# Stable Diffusion - Concepts

* https://github.com/AUTOMATIC1111/stable-diffusion-webui/wiki/Features
* https://techhenzy.com/stable-diffusion-ultimate-beginners-guide/
* https://www.reddit.com/r/StableDiffusion/comments/z6y6n4/comment/iy4adq5/?utm_source=share&utm_medium=web2x&context=3

## Txt2Img

### Prompts

### Negative Prompt

### Attention

* a `(word)` - increase attention to word by a factor of 1.1
* a `((word))` - increase attention to word by a factor of 1.21 (= 1.1 * 1.1)
* a `[word]` - decrease attention to word by a factor of 1.1
* a `(word:1.5)` - increase attention to word by a factor of 1.5
* a `(word:0.25)` - decrease attention to word by a factor of 4 (= 1 / 0.25)
* a `\(word\)` - use literal () characters in prompt

### Prompt editing

[to:when] - adds to to the prompt after a fixed number of steps (when)
[from::when] - removes from from the prompt after a fixed number of steps (when)

`a [fantasy:cyberpunk:16] landscape`

### Prompt Chunks and BREAK

Typing past standard 75 tokens that Stable Diffusion usually accepts increases prompt size limit from 75 to 150. Typing past that increases prompt size further. This is done by breaking the prompt into chunks of 75 tokens, processing each independently using CLIP's Transformers neural network, and then concatenating the result before feeding into the next component of stable diffusion, the Unet.
Adding a BREAK keyword (must be uppercase) fills the current chunks with padding characters.

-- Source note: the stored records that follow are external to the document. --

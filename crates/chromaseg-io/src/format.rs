//! Sniffing the container from its first bytes

use crate::{IoError, IoResult};
use std::fs::File;
use std::io::Read;
use std::path::Path;

const PNG_SIGNATURE: [u8; 8] = *b"\x89PNG\r\n\x1a\n";

/// Containers the crate can tell apart
#[derive(Debug, Clone, Copy, PartialEq, Eq, Hash, Default)]
pub enum ImageFormat {
    #[default]
    Unknown,
    Png,
    /// Binary PGM (`P5`) or PPM (`P6`)
    Pnm,
}

impl ImageFormat {
    /// File name suffix written for this format
    pub fn extension(self) -> &'static str {
        match self {
            Self::Unknown => "dat",
            Self::Png => "png",
            Self::Pnm => "pnm",
        }
    }

    /// Guess from a file name suffix, ignoring case.
    pub fn from_extension(ext: &str) -> Self {
        match ext.to_ascii_lowercase().as_str() {
            "png" => Self::Png,
            "pnm" | "pgm" | "ppm" => Self::Pnm,
            _ => Self::Unknown,
        }
    }
}

/// Read the head of the file at `path` and sniff it.
pub fn detect_format<P: AsRef<Path>>(path: P) -> IoResult<ImageFormat> {
    let mut head = Vec::with_capacity(PNG_SIGNATURE.len());
    File::open(path)?
        .take(PNG_SIGNATURE.len() as u64)
        .read_to_end(&mut head)?;
    detect_format_from_bytes(&head)
}

/// Sniff an in-memory image.
///
/// # Errors
///
/// [`IoError::InvalidData`] for fewer than two bytes and
/// [`IoError::UnsupportedFormat`] when no signature matches.
pub fn detect_format_from_bytes(data: &[u8]) -> IoResult<ImageFormat> {
    match data {
        [] | [_] => Err(IoError::InvalidData(format!(
            "{} byte(s) are too few to identify an image",
            data.len()
        ))),
        _ if data.starts_with(&PNG_SIGNATURE) => Ok(ImageFormat::Png),
        [b'P', b'5' | b'6', ..] => Ok(ImageFormat::Pnm),
        [a, b, ..] => Err(IoError::UnsupportedFormat(format!(
            "no codec for header {:02x} {:02x}",
            a, b
        ))),
    }
}
//! Regular tiling of an image into square blocks
//!
//! Tiles start at the origin and step by `tile_size` in both directions.
//! When the image size is not a multiple of the tile size, the
//! [`EdgePolicy`] decides what happens to the remainder.

use crate::{SegmentError, SegmentResult};
use chromaseg_core::Box;

/// Treatment of tiles that would extend past the image boundary
#[derive(Debug, Clone, Copy, PartialEq, Eq, Default)]
pub enum EdgePolicy {
    /// Keep partial tiles, cut down to the part inside the image
    #[default]
    Clip,
    /// Drop partial tiles; the remainder strip is not covered
    Skip,
}

/// Grid of tiles over a `width` x `height` image
#[derive(Debug, Clone, Copy, PartialEq, Eq)]
pub struct TileGrid {
    width: u32,
    height: u32,
    tile_size: u32,
    policy: EdgePolicy,
    cols: u32,
    rows: u32,
}

impl TileGrid {
    /// Lay out tiles of `tile_size` over an image.
    ///
    /// # Errors
    ///
    /// Returns [`SegmentError::InvalidParameters`] if `tile_size` is 0.
    pub fn new(width: u32, height: u32, tile_size: u32, policy: EdgePolicy) -> SegmentResult<Self> {
        if tile_size == 0 {
            return Err(SegmentError::InvalidParameters(
                "tile size must be > 0".into(),
            ));
        }
        let (cols, rows) = match policy {
            EdgePolicy::Clip => (width.div_ceil(tile_size), height.div_ceil(tile_size)),
            EdgePolicy::Skip => (width / tile_size, height / tile_size),
        };
        Ok(Self {
            width,
            height,
            tile_size,
            policy,
            cols,
            rows,
        })
    }

    /// Width of the tiled image
    #[inline]
    pub fn width(&self) -> u32 {
        self.width
    }

    /// Height of the tiled image
    #[inline]
    pub fn height(&self) -> u32 {
        self.height
    }

    /// Number of tile columns
    #[inline]
    pub fn cols(&self) -> u32 {
        self.cols
    }

    /// Number of tile rows
    #[inline]
    pub fn rows(&self) -> u32 {
        self.rows
    }

    /// Total number of tiles
    #[inline]
    pub fn len(&self) -> usize {
        self.cols as usize * self.rows as usize
    }

    /// Check whether no tile fits
    #[inline]
    pub fn is_empty(&self) -> bool {
        self.len() == 0
    }

    /// Edge policy in effect
    #[inline]
    pub fn policy(&self) -> EdgePolicy {
        self.policy
    }

    /// Nominal tile edge length
    #[inline]
    pub fn tile_size(&self) -> u32 {
        self.tile_size
    }

    /// Rectangle of tile `(col, row)`, always inside the image.
    ///
    /// Returns `None` if the tile index is outside the grid.
    pub fn tile(&self, col: u32, row: u32) -> Option<Box> {
        if col >= self.cols || row >= self.rows {
            return None;
        }
        let x = col * self.tile_size;
        let y = row * self.tile_size;
        let w = self.tile_size.min(self.width - x);
        let h = self.tile_size.min(self.height - y);
        Some(Box::new_unchecked(x as i32, y as i32, w as i32, h as i32))
    }

    /// Iterate `(col, row, rect)` in row-major order.
    pub fn tiles(&self) -> impl Iterator<Item = (u32, u32, Box)> + '_ {
        (0..self.rows).flat_map(move |row| {
            (0..self.cols).filter_map(move |col| self.tile(col, row).map(|b| (col, row, b)))
        })
    }
}

#[cfg(test)]
mod tests {
    use super::*;

    #[test]
    fn test_exact_multiple() {
        let grid = TileGrid::new(16, 8, 4, EdgePolicy::Clip).unwrap();
        assert_eq!((grid.cols(), grid.rows()), (4, 2));
        assert!(grid.tiles().all(|(_, _, b)| b.w == 4 && b.h == 4));
        let skip = TileGrid::new(16, 8, 4, EdgePolicy::Skip).unwrap();
        assert_eq!(skip.len(), grid.len());
    }

    #[test]
    fn test_clip_remainder() {
        let grid = TileGrid::new(10, 7, 4, EdgePolicy::Clip).unwrap();
        assert_eq!((grid.cols(), grid.rows()), (3, 2));
        assert_eq!(grid.tile(2, 1), Some(Box::new_unchecked(8, 4, 2, 3)));
        let covered: i64 = grid.tiles().map(|(_, _, b)| b.area()).sum();
        assert_eq!(covered, 70);
        assert!(grid.tiles().all(|(_, _, b)| b.fits_within(10, 7)));
    }

    #[test]
    fn test_skip_remainder() {
        let grid = TileGrid::new(10, 7, 4, EdgePolicy::Skip).unwrap();
        assert_eq!((grid.cols(), grid.rows()), (2, 1));
        assert!(grid.tiles().all(|(_, _, b)| b.w == 4 && b.h == 4));
        assert_eq!(grid.tile(2, 0), None);
    }

    #[test]
    fn test_tile_larger_than_image() {
        let clip = TileGrid::new(3, 3, 8, EdgePolicy::Clip).unwrap();
        assert_eq!(clip.tile(0, 0), Some(Box::new_unchecked(0, 0, 3, 3)));
        let skip = TileGrid::new(3, 3, 8, EdgePolicy::Skip).unwrap();
        assert!(skip.is_empty());
        assert_eq!(skip.tiles().count(), 0);
    }

    #[test]
    fn test_zero_tile_size() {
        assert!(matches!(
            TileGrid::new(10, 10, 0, EdgePolicy::Clip),
            Err(SegmentError::InvalidParameters(_))
        ));
    }

    #[test]
    fn test_row_major_order() {
        let grid = TileGrid::new(4, 4, 2, EdgePolicy::Clip).unwrap();
        let order: Vec<(u32, u32)> = grid.tiles().map(|(c, r, _)| (c, r)).collect();
        assert_eq!(order, vec![(0, 0), (1, 0), (0, 1), (1, 1)]);
    }
}
//! Flat painting of rectangular regions
//!
//! Segmentation results are drawn as solid per-tile fills; these helpers
//! paint a [`Box`] clipped to the image.

use super::{PixMut, PixelDepth};
use crate::box_::Box;
use crate::error::{Error, Result};

/// Opaque fill color
#[derive(Debug, Clone, Copy, PartialEq, Eq, Default)]
pub struct Color {
    pub r: u8,
    pub g: u8,
    pub b: u8,
}

impl Color {
    pub const BLACK: Color = Color::new(0, 0, 0);
    pub const WHITE: Color = Color::new(255, 255, 255);
    pub const RED: Color = Color::new(255, 0, 0);
    pub const GREEN: Color = Color::new(0, 255, 0);
    pub const BLUE: Color = Color::new(0, 0, 255);

    pub const fn new(r: u8, g: u8, b: u8) -> Self {
        Self { r, g, b }
    }

    /// Packed 32 bpp word with alpha 255
    pub fn to_pixel32(&self) -> u32 {
        crate::color::compose_rgb(self.r, self.g, self.b)
    }

    /// Color of a packed pixel, alpha dropped
    pub fn from_pixel32(pixel: u32) -> Self {
        let (r, g, b) = crate::color::extract_rgb(pixel);
        Self::new(r, g, b)
    }
}

impl PixMut {
    /// Fill the part of `rect` that lies inside the image with `val`.
    ///
    /// Returns the number of pixels written; a box entirely outside the
    /// image writes nothing.
    pub fn fill_rect(&mut self, rect: &Box, val: u32) -> usize {
        let Some(clipped) = rect.clip(self.width(), self.height()) else {
            return 0;
        };
        let val = val & self.depth().max_value();
        let x0 = clipped.x as usize;
        let x1 = clipped.right() as usize;
        for y in clipped.y..clipped.bottom() {
            self.row_data_mut(y as u32)[x0..x1].fill(val);
        }
        clipped.area() as usize
    }

    /// Fill the part of `rect` inside a 32 bpp image with `color`.
    ///
    /// # Errors
    ///
    /// Returns [`Error::UnsupportedDepth`] unless the image is 32 bpp.
    pub fn fill_rect_color(&mut self, rect: &Box, color: Color) -> Result<usize> {
        if self.depth() != PixelDepth::Bit32 {
            return Err(Error::UnsupportedDepth(self.depth().bits()));
        }
        Ok(self.fill_rect(rect, color.to_pixel32()))
    }
}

Adding more text after BREAK text will start a new chunk.

### Clip Skip

This is a slider in settings, and it controls how early the processing of prompt by CLIP network should be stopped.

A more detailed explanation:

CLIP is a very advanced neural network that transforms your prompt text into a numerical representation. Neural networks work very well with this numerical representation and that's why devs of SD chose CLIP as one of 3 models involved in stable diffusion's method of producing images. As CLIP is a neural network, it means that it has a lot of layers. Your prompt is digitized in a simple way, and then fed through layers. You get numerical representation of the prompt after the 1st layer, you feed that into the second layer, you feed the result of that into third, etc, until you get to the last layer, and that's the output of CLIP that is used in stable diffusion. This is the slider value of 1. But you can stop early, and use the output of the next to last layer - that's slider value of 2. The earlier you stop, the less layers of neural network have worked on the prompt.

Some models were trained with this kind of tweak, so setting this value helps produce better results on those models.

### Prompt matrix

Separate multiple prompts using the | character, and the system will produce an image for every combination of them. For example, if you use a busy city street in a modern city|illustration|cinematic lighting prompt, there are four combinations possible (first part of the prompt is always kept):

* a busy city street in a modern city
* a busy city street in a modern city, illustration
* a busy city street in a modern city, cinematic lighting
* a busy city street in a modern city, illustration, cinematic lighting

### Face restoration

Lets you improve faces in pictures using either GFPGAN or CodeFormer. There is a checkbox in every tab to use face restoration, and also a separate tab that just allows you to use face restoration on any picture, with a slider that controls how visible the effect is. You can choose between the two methods in settings.

### Refiner

This secondary model is designed to process the 1024×1024 SD-XL image near completion, to further enhance and refine details in your final output picture. As of version 1.6.0, this is now implemented in the webui natively.

### VAE

A VAE is a variational autoencoder.

An autoencoder is a model (or part of a model) that is trained to produce its input as output. By giving the model less information to represent the data than the input contains, it's forced to learn about the input distribution and compress the information. A stereotypical autoencoder has an hourglass shape - let's say it starts with 100 inputs and reduces it to 50 then 20 then 10 (encoder) and then 10 to 20 to 50 to 100 (decoder). The 10 dimensions that the encoder produces and the decoder consumes are called the latent representation.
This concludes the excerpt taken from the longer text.